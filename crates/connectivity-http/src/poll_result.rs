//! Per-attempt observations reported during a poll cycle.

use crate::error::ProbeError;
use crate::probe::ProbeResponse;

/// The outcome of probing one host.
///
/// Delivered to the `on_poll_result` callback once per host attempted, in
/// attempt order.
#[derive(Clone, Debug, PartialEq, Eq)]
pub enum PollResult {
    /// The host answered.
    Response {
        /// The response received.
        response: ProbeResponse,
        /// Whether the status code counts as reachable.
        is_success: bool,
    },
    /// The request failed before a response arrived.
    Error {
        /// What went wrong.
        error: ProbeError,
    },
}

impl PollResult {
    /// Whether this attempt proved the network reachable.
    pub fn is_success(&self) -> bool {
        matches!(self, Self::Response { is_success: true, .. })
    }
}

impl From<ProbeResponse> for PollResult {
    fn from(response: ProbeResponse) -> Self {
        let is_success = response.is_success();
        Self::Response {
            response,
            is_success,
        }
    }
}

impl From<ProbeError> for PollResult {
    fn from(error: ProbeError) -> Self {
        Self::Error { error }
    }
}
# # # # # # #
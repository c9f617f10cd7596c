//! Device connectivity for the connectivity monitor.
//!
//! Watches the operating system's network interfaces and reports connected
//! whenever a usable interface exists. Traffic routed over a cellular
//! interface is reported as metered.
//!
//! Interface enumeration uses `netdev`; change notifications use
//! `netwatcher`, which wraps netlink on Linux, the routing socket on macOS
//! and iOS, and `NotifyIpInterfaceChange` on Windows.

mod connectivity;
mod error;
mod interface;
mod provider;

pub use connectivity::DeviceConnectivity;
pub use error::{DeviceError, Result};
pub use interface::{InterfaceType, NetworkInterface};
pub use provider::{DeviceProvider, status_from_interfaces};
# # # # # # #
- [Description of the task]: Look through the entries above and find each line where the word "bool" occurs; copy those lines.

- [Result]:
        is_success: bool,
    pub fn is_success(&self) -> bool {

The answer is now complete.